O sobie:
Cześć, tu Maciek. Cześć, tu Ola. Od 12 lat jesteśmy bliźniakami.
Maciek: Lubię uprawiać sporty, gram w piłkę nożną i tenisa. Przygodę z czytaniem zacząłem od komiksów o Scooby Doo. Lubię książki przygodowe i/lub zabawne.
Ola: Lubię robić naprawdę dużo rzeczy. Lubię grać w tenisa, jeździć na nartach i grać w siatkówkę. Uwielbiam malować. Tak jak Maciek czytanie zaczęłam od komiksów typu "Scooby Doo" i "Kaczor Donald".
O blogu:
Na tym blogu będziemy opisywać książki dla młodzieży. Często się kłócimy (co doprowadza do szału naszych rodziców) ale mamy takie samo zdanie na temat czytania. Uwielbiamy to robić i czytamy w każdej wolnej chwili! Najczęściej czytamy te same książki, ale czasami podobają nam się inne rzeczy. Poza tym ja nie cierpię i nie czytam książek, które udają przygodowe, ale bohaterowie się ciągle całują. Będziemy opisywać książki oczami chłopaka i dziewczyny.
Na tym blogu wprowadzamy taką zasadę:
Jak coś jest w tym kolorze to znaczy że pisze Maciek.
Jak coś jest w tym kolorze to pisze Ola.
A jak coś jest w tym kolorze to piszemy razem i to znaczy, że oboje tak myślimy.

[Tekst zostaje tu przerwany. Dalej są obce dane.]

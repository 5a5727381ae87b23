//! Worked three-level feeder used as the `reference` preset and in tests.
//!
//! Main board TS5 feeds sub-board TSS8, which feeds circuit board CAS 5.12,
//! which supplies a single 30 kW load:
//!
//! ```text
//! board     I_load  I_cond  breaker  fuse  I_cc
//! TS5       25.53   256     63 A     80 A  68.67
//! TSS8      15.64   87      32 A     40 A  6.757
//! CAS 5.12  9.17    26      16 A     -     -
//! ```

use crate::curves::{Fuse, Thermal};

use super::{Bus, Conductor, Load, Network, NodeId, NodeKind, Protection};

/// Handles into the reference network.
#[derive(Debug, Clone)]
pub struct ReferenceNetwork {
    /// The built tree.
    pub network: Network,
    /// Buses TS5, TSS8 and CAS 5.12, root-first.
    pub buses: [NodeId; 3],
    /// Protections feeding each conductor, root-first.
    pub protections: [NodeId; 3],
    /// Conductors, root-first.
    pub conductors: [NodeId; 3],
    /// The terminal load.
    pub load: NodeId,
}

struct Stage {
    bus: &'static str,
    short_circuit_a: f64,
    fuse: Option<(&'static str, f64)>,
    breaker: (&'static str, f64, f64),
    cable: (&'static str, f64, f64, f64),
}

const STAGES: [Stage; 3] = [
    Stage {
        bus: "TS5",
        short_circuit_a: 68.67e6,
        fuse: Some(("NH 80", 80.0)),
        breaker: ("Sica 63", 63.0, 10e3),
        cable: ("C-TS5", 70.0, 256.0, 25.53),
    },
    Stage {
        bus: "TSS8",
        short_circuit_a: 6.757e6,
        fuse: Some(("NH 40", 40.0)),
        breaker: ("Sica 32", 32.0, 3e3),
        cable: ("C-TSS8", 10.0, 87.0, 15.64),
    },
    Stage {
        bus: "CAS 5.12",
        short_circuit_a: 0.0,
        fuse: None,
        breaker: ("Sica 16", 16.0, 3e3),
        cable: ("C-CAS", 2.5, 26.0, 9.17),
    },
];

impl ReferenceNetwork {
    /// Builds the network. Every attachment is valid by construction.
    pub fn build() -> Self {
        let mut network = Network::new("grid");
        let mut buses = [Network::ROOT; 3];
        let mut protections = [Network::ROOT; 3];
        let mut conductors = [Network::ROOT; 3];
        let mut upstream = Network::ROOT;

        for (i, stage) in STAGES.iter().enumerate() {
            let bus = network.add_node(
                stage.bus,
                NodeKind::Bus(Bus {
                    short_circuit_a: stage.short_circuit_a,
                }),
            );
            let (breaker, rated, icc) = stage.breaker;
            let protection = network.add_node(
                format!("P-{}", stage.bus),
                NodeKind::Protection(Protection {
                    fuse: stage.fuse.map(|(name, rating)| Fuse::new(name, rating)),
                    thermal: Some(Thermal::type_c(breaker, rated, icc)),
                }),
            );
            let (cable, s, adm, rated_a) = stage.cable;
            let conductor =
                network.add_node(cable, NodeKind::Conductor(Conductor::new(s, adm, rated_a)));

            for (parent, child) in [(upstream, bus), (bus, protection), (protection, conductor)] {
                if let Err(e) = network.attach_child(parent, child) {
                    unreachable!("reference network is well formed: {e}");
                }
            }

            buses[i] = bus;
            protections[i] = protection;
            conductors[i] = conductor;
            upstream = conductor;
        }

        let load = network.add_node(
            "Load",
            NodeKind::Load(Load {
                rated_a: 53.0,
                power_w: 30e3,
                power_factor: 0.9,
                ..Load::new(53.0)
            }),
        );
        if let Err(e) = network.attach_child(upstream, load) {
            unreachable!("reference network is well formed: {e}");
        }

        Self {
            network,
            buses,
            protections,
            conductors,
            load,
        }
    }
}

Strażnicy Historii - o podróżach w czasie i innych takich
Dodano: 14-03-2013
Według mnie ta książka nie jest tak dobra jak „Zwiadowcy”, „Felix, Net i Nika” czy choćby „Artemis Fowl”. Ma parę zalet: szybka akcja, ciekawi bohaterowie, język jest dopasowany do epoki w której bohaterowie się znajdują. Ale ma też parę wad np. nie podoba mi się, że bohaterowie od razu wiedzą co robić (nawet Jake, który nigdy nie brał udziału w takich akcjach wie co ma robić, potrafi walczyć itp.) oraz akcja jest czasami dość przewidywalna (w każdym razie ja miałam wrażenie, że wiem co się wydarzy i często się to sprawdzało).
Mi ta książka się podoba, ma jedną zaletę której nie mają inne książki, które już opisywaliśmy, mianowicie - ciągle powstają nowe tytuły z tej serii, czego nie można powiedzieć o np. „Artemisie Fowlu”, który ma 8 części, ale autor już zrezygnował z pisania kolejnych.
Oczywiście ta książka nie dorównuje innym („Percy Jackson”, „Pan Samochodzik” itd.) książkom do pięt, ale „Zwiadowcy” też powoli się rozkręcali.
Podsumowując, książka Damiana Dibbena jest w miarę ciekawa, dobrze napisana, (tzn. niezbyt dużo opisu, płynna akcja, prosty język) i daje nadzieje na kolejną interesującą serię książek (druga książka jest już w księgarniach, właśnie próbujemy naciągnąć na nią rodziców).